The Atlantic Hurricane Season commenced on Sunday and already there are tropical concerns for the Gulf of Mexico, along with the eastern Pacific, this week.
AccuWeather.com meteorologists are monitoring an area of low pressure south of Mexico and an area of disturbed weather across Central America for eventual tropical troubles in the Gulf of Mexico.
The area of disturbed weather currently over Central America is expected to develop into a broad area of low pressure across the Bay of Campeche at midweek.
Depending on the strength of the Atlantic ridge of high pressure, this low could track to northeastern Mexico with drenching showers and thunderstorms or slowly meander near the Yucatan Peninsula later in the week.
In the latter solution, the low may then spread heavy and potentially flooding rain to Florida, western Cuba and the Southeastern U.S. Friday and through next weekend.
Even if the low heads to northeastern Mexico, the above places may still face tropical troubles during the first half of June.
Energy from the low currently in south of Mexico (not the low itself though) could eventually reach the southern Gulf of Mexico, re-organize and spread heavy rain to a portion of the Southeast during the week of June 9.
AccuWeather.com meteorologists will be closely monitoring both of these features for possible development as they pass over the warm waters of the Gulf of Mexico. The main battle each faces will be wind shear (strong winds above the surface that can rip apart tropical systems).
Some wind shear is also present in the vicinity of the low currently south of Mexico. However, the low should overcome this obstacle and develop into a tropical depression within the next couple of days.
The low may further strengthen into a tropical storm as it drifts northward to the Gulf of Tehuantepec by midweek. The next tropical storm in the eastern Pacific would acquire the name "Boris."
Whether this low maintains its strength and makes landfall along or near the Gulf of Tehuantepec will depend on how the future low in the Bay of Campeche evolves.
"After developing in the next 48 hours, I think that the system will sit near the [Mexican] coast and slowly weaken into the end of the week, possibly as the [low in the Bay of Campeche] begins to develop," stated AccuWeather.com Meteorologist Adam Douty.
Regardless of exactly which low becomes the dominant feature on the weather map, southeastern Mexico, including the Yucatan Peninsula, Guatemala and Belize will become the target of torrential rainfall this week.

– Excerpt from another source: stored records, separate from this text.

//! # Error Types Module
//!
//! Questo modulo definisce i tipi di errore della pipeline.
//!
//! ## Responsabilità:
//! - Definisce `PipelineError` per tutti gli errori dei collaboratori
//! - Definisce `FailureKind`, il codice tipizzato esposto nello stato `Failed`
//! - Produce `FailureReason`, il messaggio leggibile mostrato all'utente
//!
//! ## Categorie di errori:
//! - `NoSourceSelected`: start senza sorgente (ignorato, mai riportato)
//! - `TransportFailure`: upload fallito dopo la retry policy del trasporto
//! - `UnsupportedFormat`: mime o formato immagine non supportato
//! - `DecodeFailure`: dati immagine corrotti
//! - `DimensionTooSmall`: sorgente più piccola del tier minimo
//!
//! ## Esempio:
//! ```rust
//! use autoscale_pipeline::error::{FailureKind, FailureReason, PipelineError};
//!
//! let err = PipelineError::DimensionTooSmall { width: 64, height: 64, min_side: 150 };
//! let reason = FailureReason::try_from(&err).unwrap();
//! assert_eq!(reason.kind, FailureKind::DimensionTooSmall);
//! ```

use serde::{Deserialize, Serialize};
use std::fmt;

/// Errors raised by the pipeline and its collaborators
#[derive(thiserror::Error, Debug, Clone, PartialEq, Eq)]
pub enum PipelineError {
    #[error("No source selected")]
    NoSourceSelected,

    #[error("Transport failure: {0}")]
    TransportFailure(String),

    #[error("Unsupported format: {0}")]
    UnsupportedFormat(String),

    #[error("Decode failure: {0}")]
    DecodeFailure(String),

    #[error("Source is {width}x{height}, every side must be at least {min_side}px")]
    DimensionTooSmall { width: u32, height: u32, min_side: u32 },
}

/// Errors a derivative engine may report
pub type GenerationError = PipelineError;

impl From<image::ImageError> for PipelineError {
    fn from(err: image::ImageError) -> Self {
        match err {
            image::ImageError::Unsupported(e) => PipelineError::UnsupportedFormat(e.to_string()),
            other => PipelineError::DecodeFailure(other.to_string()),
        }
    }
}

/// Typed failure code carried by a `Failed` job
#[derive(Debug, Clone, Copy, PartialEq, Eq, Serialize, Deserialize)]
#[serde(rename_all = "snake_case")]
pub enum FailureKind {
    TransportFailure,
    UnsupportedFormat,
    DecodeFailure,
    DimensionTooSmall,
}

impl fmt::Display for FailureKind {
    fn fmt(&self, f: &mut fmt::Formatter<'_>) -> fmt::Result {
        let code = match self {
            FailureKind::TransportFailure => "transport_failure",
            FailureKind::UnsupportedFormat => "unsupported_format",
            FailureKind::DecodeFailure => "decode_failure",
            FailureKind::DimensionTooSmall => "dimension_too_small",
        };
        f.write_str(code)
    }
}

/// Kind plus a human-readable explanation for the presentation layer
#[derive(Debug, Clone, PartialEq, Eq, Serialize, Deserialize)]
pub struct FailureReason {
    pub kind: FailureKind,
    pub message: String,
}

impl PipelineError {
    /// Failure code for errors that end a job, `None` for ignored ones
    pub fn failure_kind(&self) -> Option<FailureKind> {
        match self {
            PipelineError::NoSourceSelected => None,
            PipelineError::TransportFailure(_) => Some(FailureKind::TransportFailure),
            PipelineError::UnsupportedFormat(_) => Some(FailureKind::UnsupportedFormat),
            PipelineError::DecodeFailure(_) => Some(FailureKind::DecodeFailure),
            PipelineError::DimensionTooSmall { .. } => Some(FailureKind::DimensionTooSmall),
        }
    }
}

/// Only errors that end a job have a reason; `NoSourceSelected` is handed back.
impl TryFrom<&PipelineError> for FailureReason {
    type Error = PipelineError;

    fn try_from(err: &PipelineError) -> Result<Self, Self::Error> {
        let message = match err {
            PipelineError::NoSourceSelected => return Err(err.clone()),
            PipelineError::TransportFailure(detail) => {
                format!("The upload could not be completed ({detail}). Reset and try again.")
            }
            PipelineError::UnsupportedFormat(detail) => {
                format!("This file type is not supported ({detail}). Use a JPEG, PNG or WebP image.")
            }
            PipelineError::DecodeFailure(detail) => {
                format!("The image could not be read, it may be corrupted ({detail}).")
            }
            PipelineError::DimensionTooSmall { width, height, min_side } => format!(
                "The image is too small ({width}x{height}). Both sides must be at least {min_side} pixels."
            ),
        };
        let kind = err.failure_kind().ok_or_else(|| err.clone())?;
        Ok(Self { kind, message })
    }
}

impl fmt::Display for FailureReason {
    fn fmt(&self, f: &mut fmt::Formatter<'_>) -> fmt::Result {
        f.write_str(&self.message)
    }
}

#[cfg(test)]
mod tests {
    use super::*;

    #[test]
    fn test_failure_kind_mapping() {
        assert_eq!(PipelineError::NoSourceSelected.failure_kind(), None);
        assert_eq!(
            PipelineError::TransportFailure("reset".into()).failure_kind(),
            Some(FailureKind::TransportFailure)
        );
        assert_eq!(
            PipelineError::DimensionTooSmall { width: 10, height: 10, min_side: 150 }.failure_kind(),
            Some(FailureKind::DimensionTooSmall)
        );
    }

    #[test]
    fn test_reason_is_distinct_from_kind() {
        let err = PipelineError::DecodeFailure("truncated stream".into());
        let reason = FailureReason::try_from(&err).unwrap();
        assert_eq!(reason.kind, FailureKind::DecodeFailure);
        assert_ne!(reason.message, reason.kind.to_string());
        assert!(reason.message.contains("truncated stream"));
    }

    #[test]
    fn test_ignored_error_has_no_reason() {
        let err = PipelineError::NoSourceSelected;
        assert_eq!(FailureReason::try_from(&err), Err(PipelineError::NoSourceSelected));

        let reason = FailureReason::try_from(&PipelineError::DimensionTooSmall {
            width: 64,
            height: 64,
            min_side: 150,
        })
        .unwrap();
        assert_eq!(reason.kind, FailureKind::DimensionTooSmall);
    }
}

"Flooding rain and mudslides would be the main impact, with some mountainous areas potentially receiving 10 to 20 inches (250 to 500 mm) of rain this week," stated AccuWeather.com Meteorologist Rob Miller.
Cities at risk of a soaking include Merida, Belmopan and Guatemala City. Vacationers at the resort cities of Cancun and Chetumal also face an unpleasant stretch of wet weather.
"It has already been active across the resort areas on the Yucatan Peninsula due to daily thunderstorms, but the weather will only get worse this week as moisture from the tropical systems comes into play," Miller continued.
Despite the disruptions to vacationers and the prospect of flooding and mudslides, Miller pointed out that the rain will bring long-term benefits to easing the ongoing drought across the area.
Following a season with the fewest number of hurricanes since 1982, the 2014 Atlantic hurricane season is expected to follow suit as a below-normal hurricane season.
That does not mean that residents in coastal communities should let their guard down, reported AccuWeather.com Staff Writer Kristen Rodman.
"All we need is one hurricane," AccuWeather.com Tropical Weather Expert Dan Kottlowski said. "Just because we are saying this is going to be an inactive season doesn't mean we couldn't have a couple of very intense hurricanes."